* **What is being asked**
Work out how many lines in the entries below include the word "alias". Give nothing but the number.

(Stored data)
··········

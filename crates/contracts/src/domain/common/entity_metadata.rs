use chrono::{DateTime, Utc};
use serde::{Deserialize, Serialize};

/// Метаданные жизненного цикла записи. Проставляются сервером.
#[derive(Debug, Clone, Default, PartialEq, Serialize, Deserialize)]
pub struct EntityMetadata {
    /// Дата создания записи
    #[serde(default, alias = "createdAt")]
    pub created_at: Option<DateTime<Utc>>,
    /// Дата последнего обновления
    #[serde(default, alias = "updatedAt")]
    pub updated_at: Option<DateTime<Utc>>,
}
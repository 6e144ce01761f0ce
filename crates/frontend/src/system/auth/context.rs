use contracts::system::auth::{Capability, UserInfo};
use leptos::prelude::*;
use leptos::task::spawn_local;

use super::{api, storage};

#[derive(Clone, Debug, Default)]
pub struct AuthState {
    pub access_token: Option<String>,
    pub user_info: Option<UserInfo>,
}

impl AuthState {
    /// Права текущего пользователя; без профиля: никаких прав
    pub fn capability(&self) -> Capability {
        self.user_info
            .as_ref()
            .map(Capability::from)
            .unwrap_or_else(Capability::anonymous)
    }
}

/// Auth context provider component
#[component]
pub fn AuthProvider(children: Children) -> impl IntoView {
    let (auth_state, set_auth_state) = signal(AuthState {
        access_token: storage::get_access_token(),
        user_info: None,
    });

    // Восстановить сессию: токен из localStorage проверяется через /me
    if let Some(access_token) = auth_state.get_untracked().access_token {
        spawn_local(async move {
            match api::get_current_user(&access_token).await {
                Ok(user_info) => {
                    log::info!("session restored for {}", user_info.username);
                    set_auth_state.set(AuthState {
                        access_token: Some(access_token),
                        user_info: Some(user_info),
                    });
                }
                Err(e) => {
                    log::warn!("stored session rejected: {}", e);
                    storage::clear_tokens();
                    set_auth_state.set(AuthState::default());
                }
            }
        });
    }

    provide_context(auth_state);
    provide_context(set_auth_state);

    children()
}

/// Hook to access auth state
pub fn use_auth() -> (ReadSignal<AuthState>, WriteSignal<AuthState>) {
    let auth_state =
        use_context::<ReadSignal<AuthState>>().expect("AuthProvider not found in component tree");
    let set_auth_state =
        use_context::<WriteSignal<AuthState>>().expect("AuthProvider not found in component tree");

    (auth_state, set_auth_state)
}

/// Права текущего пользователя для передачи в списки
pub fn use_capability() -> Memo<Capability> {
    let (auth_state, _) = use_auth();
    Memo::new(move |_| auth_state.with(|state| state.capability()))
}

/// Helper: Perform login
pub async fn do_login(
    username: String,
    password: String,
    set_auth_state: WriteSignal<AuthState>,
) -> Result<(), String> {
    let response = api::login(username, password).await?;

    storage::save_tokens(&response.access_token, &response.refresh_token);
    log::info!("logged in as {}", response.user.username);

    set_auth_state.set(AuthState {
        access_token: Some(response.access_token),
        user_info: Some(response.user),
    });

    Ok(())
}

/// Helper: Perform logout. Ошибка сервера не мешает локальному выходу.
pub async fn do_logout(set_auth_state: WriteSignal<AuthState>) {
    if let Some(refresh_token) = storage::get_refresh_token() {
        if let Err(e) = api::logout(refresh_token).await {
            log::warn!("logout request failed: {}", e);
        }
    }

    storage::clear_tokens();
    set_auth_state.set(AuthState::default());
}
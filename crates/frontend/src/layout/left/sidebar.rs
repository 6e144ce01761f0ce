//! Боковое меню с группами разделов. Группы и пункты, на которые у
//! пользователя нет прав, не показываются.

use crate::layout::global_context::AppGlobalContext;
use crate::layout::tabs::{master_data_tab_key, tab_label_for_key};
use crate::shared::icons::icon;
use crate::system::auth::context::use_capability;
use contracts::domain::a007_master_data::aggregate::MasterDataKind;
use contracts::system::auth::Capability;
use leptos::prelude::*;

#[derive(Clone, Debug, PartialEq)]
pub struct MenuItem {
    pub id: String,
    pub label: &'static str,
    pub icon: &'static str,
    /// Право на просмотр раздела; `None`: доступно всем
    pub permission: Option<&'static str>,
}

#[derive(Clone, Debug, PartialEq)]
pub struct MenuGroup {
    pub id: &'static str,
    pub label: &'static str,
    pub icon: &'static str,
    pub items: Vec<MenuItem>,
    pub permission: Option<&'static str>,
}

fn item(id: &str, icon: &'static str, permission: Option<&'static str>) -> MenuItem {
    MenuItem {
        id: id.to_string(),
        label: tab_label_for_key(id),
        icon,
        permission,
    }
}

pub fn get_menu_groups() -> Vec<MenuGroup> {
    vec![
        MenuGroup {
            id: "inventory",
            label: "Учёт",
            icon: "package",
            items: vec![
                item("a001_asset", "laptop", None),
                item("a006_accessory", "mouse", None),
                item("a003_sim_card", "smartphone", Some("sim_cards.view")),
                item("a004_software_license", "key", Some("software_licenses.view")),
            ],
            permission: None,
        },
        MenuGroup {
            id: "procurement",
            label: "Закупки",
            icon: "shopping-cart",
            items: vec![item(
                "a005_purchase_order",
                "file-text",
                Some("purchase_orders.view"),
            )],
            permission: None,
        },
        MenuGroup {
            id: "people",
            label: "Персонал",
            icon: "users",
            items: vec![item("a002_employee", "user", Some("employees.view"))],
            permission: None,
        },
        MenuGroup {
            id: "master_data",
            label: "Справочники",
            icon: "database",
            items: MasterDataKind::ALL
                .iter()
                .map(|kind| MenuItem {
                    id: master_data_tab_key(*kind),
                    label: kind.label(),
                    icon: "list",
                    permission: None,
                })
                .collect(),
            permission: Some("master_data.view"),
        },
    ]
}

/// Группы меню, видимые пользователю. Пустые группы скрываются.
pub fn visible_menu_groups(capability: &Capability) -> Vec<MenuGroup> {
    get_menu_groups()
        .into_iter()
        .filter(|group| capability.allows_opt(group.permission))
        .filter_map(|mut group| {
            group
                .items
                .retain(|item| capability.allows_opt(item.permission));
            (!group.items.is_empty()).then_some(group)
        })
        .collect()
}

/// Доступ к разделу по ключу таба: те же права, что у пункта меню и его группы.
/// Ключи, которых нет в меню, не ограничиваются.
pub fn is_tab_allowed(capability: &Capability, key: &str) -> bool {
    get_menu_groups().iter().all(|group| {
        group
            .items
            .iter()
            .filter(|item| item.id == key)
            .all(|item| {
                capability.allows_opt(group.permission) && capability.allows_opt(item.permission)
            })
    })
}

#[component]
pub fn Sidebar() -> impl IntoView {
    let ctx = use_context::<AppGlobalContext>().expect("AppGlobalContext not found");
    let capability = use_capability();

    let expanded_groups = RwSignal::new(vec!["inventory".to_string()]);

    view! {
        <div class="app-sidebar__content">
            {move || {
                visible_menu_groups(&capability.get())
                    .into_iter()
                    .map(|group| {
                        let group_id = group.id.to_string();
                        let group_id_for_exp = group_id.clone();
                        let group_id_for_click = group_id.clone();
                        let items_stored = StoredValue::new(group.items);

                        view! {
                            <div>
                                <div
                                    class="app-sidebar__item"
                                    style:padding-left="12px"
                                    on:click=move |_| {
                                        let gid = group_id_for_click.clone();
                                        expanded_groups.update(move |items| {
                                            if let Some(pos) = items.iter().position(|x| x == &gid) {
                                                items.remove(pos);
                                            } else {
                                                items.push(gid);
                                            }
                                        });
                                    }
                                >
                                    <div class="app-sidebar__item-content">
                                        {icon(group.icon)}
                                        <span>{group.label}</span>
                                    </div>
                                    <div
                                        class="app-sidebar__chevron"
                                        class:app-sidebar__chevron--expanded=move || expanded_groups.get().contains(&group_id_for_exp)
                                    >
                                        {icon("chevron-right")}
                                    </div>
                                </div>

                                <Show when=move || expanded_groups.get().contains(&group_id)>
                                    <div class="app-sidebar__children">
                                        {items_stored.get_value().into_iter().map(|menu_item| {
                                            let item_id = StoredValue::new(menu_item.id.clone());
                                            let label = menu_item.label;
                                            view! {
                                                <div
                                                    class="app-sidebar__item"
                                                    class:app-sidebar__item--active=move || {
                                                        let iid = item_id.get_value();
                                                        ctx.active.get().as_ref().map(|a| a == &iid).unwrap_or(false)
                                                    }
                                                    style:padding-left="10px"
                                                    on:click=move |_| {
                                                        ctx.open_tab(&item_id.get_value(), label);
                                                    }
                                                >
                                                    <div class="app-sidebar__item-content">
                                                        {icon(menu_item.icon)}
                                                        <span>{label}</span>
                                                    </div>
                                                </div>
                                            }
                                        }).collect_view()}
                                    </div>
                                </Show>
                            </div>
                        }
                    })
                    .collect_view()
            }}
        </div>
    }
}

··········

* **Task response**
2